VALENCE, chimie
Caractère virtuel de la valence
La mise en évidence de l' électron et la construction des modèles planétaires de l'atome par Joseph John Thomson, Ernest Rutherford et Niels Bohr conduisirent les théoriciens à considérer la valence comme l'expression chimique de propriétés électriques des atomes. Walther Kossel pouvait ainsi, en 1915, énoncer que « chaque élément successif [de la classification périodique] renferme un électron et une charge positive de plus que son prédécesseur. Le fait que la valence change périodiquement prouve qu'en passant des éléments légers aux éléments lourds la configuration [électronique] ne varie pas uniformément. Tandis que des configurations sont régulièrement atteintes dans lesquelles est répété le nombre des électrons motivant la valence, les configurations associées avec l'inertie chimique apparaissent de même régulièrement : ce sont celles des gaz rares. Nous concevons la propriété de valence comme attachée essentiellement au comportement des électrons périphériques des atomes ».
Peu auparavant, Gilbert Newton Lewis avait proposé sa conception du mode de liaison homopolaire ou covalence, imputée à des doublets électroniques ; ceux-ci résultent de la participation mutuelle de chaque atome lié, en sorte qu'à chaque doublet corresponde une unité de valence.
Vue comme objet électronique, la molécule sera bientôt analysée à l'aide des concepts de la mécanique ondulatoire.
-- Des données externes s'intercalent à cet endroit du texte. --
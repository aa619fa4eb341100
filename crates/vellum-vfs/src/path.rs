//! Path normalization shared by backends and wrappers.

use std::path::{Component, Path, PathBuf};

/// Normalize a path: remove leading `/`, resolve `.` and `..`.
///
/// `..` at the root is dropped rather than escaping it.
pub fn normalize(path: &Path) -> PathBuf {
    let mut result = PathBuf::new();
    for component in path.components() {
        match component {
            Component::RootDir | Component::CurDir | Component::Prefix(_) => {}
            Component::ParentDir => {
                result.pop();
            }
            Component::Normal(s) => result.push(s),
        }
    }
    result
}

/// Returns true if `path` is `prefix` itself or lies below it.
///
/// Both arguments are expected to be normalized. The empty prefix (root)
/// contains everything.
pub fn is_within(path: &Path, prefix: &Path) -> bool {
    path.starts_with(prefix)
}

/// Display form used in error messages.
pub fn display(path: &Path) -> String {
    path.display().to_string()
}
Leur application, traitée dans l'article liaisons chimiques, met en évidence le caractère unitaire de la liaison chimique qui résulte « toujours de la mise en commun d'électrons par paires de spins antiparallèles sur des niveaux moléculaires ».
Constitué initialement dans le champ théorique d'une combinatoire des affinités chimiques, le système des valences fonctionne comme l'index de capacités de saturations respectives. Les distinctions que les chimistes furent amenés à faire entre les modes empiriques d'association de divers types de substances contribuèrent cependant à brouiller les relations trop simples supposées d'abord entre valence et structure. La tétravalence du carbone, présentée initialement comme une espèce de dogme que validait, en apparence, la fécondité des applications, dut ainsi, peu à peu, entrer en composition avec l'évidence du carbone bivalent, et même du carbone trivalent, tel qu'il apparaît dans le triphénylméthyle et d'autres « radicaux libres ». Les représentations des états de résonance et de la mésomérie instituèrent le caractère virtuel de la valence qui sera réduite peu à peu à la fonction d'une règle de composition dans un champ technique délimité. Il s'agit donc d'un concept dont l'hégémonie théorique fut toute transitoire ; il conserve assurément sa valeur dans la pratique. On lui doit, cependant, de grands bénéfices de théorie. Il a supporté, en effet, la classification fondamentale de Mendeleïev et servi de règle aux efforts de la chimie quantique dont les formalismes ont pris le système des valences comme critère de validité.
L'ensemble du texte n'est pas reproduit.